TASK DIRECTIONS:
Report every line of the records beneath this task that holds the string "openai".

DATASET CONTENT:

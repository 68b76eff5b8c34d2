//! Semantic LLM response cache
//!
//! Sits between a caller and a completion model and returns a previously
//! generated answer when a new prompt is semantically close to one already
//! seen under the same generation parameters:
//! - Fingerprints partition entries by model and generation parameters
//! - Prompts are compared by embedding similarity against a fixed threshold
//! - Entries live in an in-memory or Redis store
//! - An exact-match cache is kept as a baseline

pub mod cli;
pub mod config;
pub mod domain;
pub mod infrastructure;

pub use config::AppConfig;
pub use domain::{DomainError, GenerationResult, ModelParams};
pub use infrastructure::services::SemanticCacheEngine;
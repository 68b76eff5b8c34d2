//! Completion provider implementations

mod http_client;
mod openai;

pub use http_client::{HttpClient, HttpClientTrait, HttpError};
pub use openai::OpenAiCompletionProvider;

#[cfg(test)]
pub use http_client::mock::MockHttpClient;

OUTPUT OF THE EXERCISE:
mod openai;
pub use openai::OpenAiCompletionProvider;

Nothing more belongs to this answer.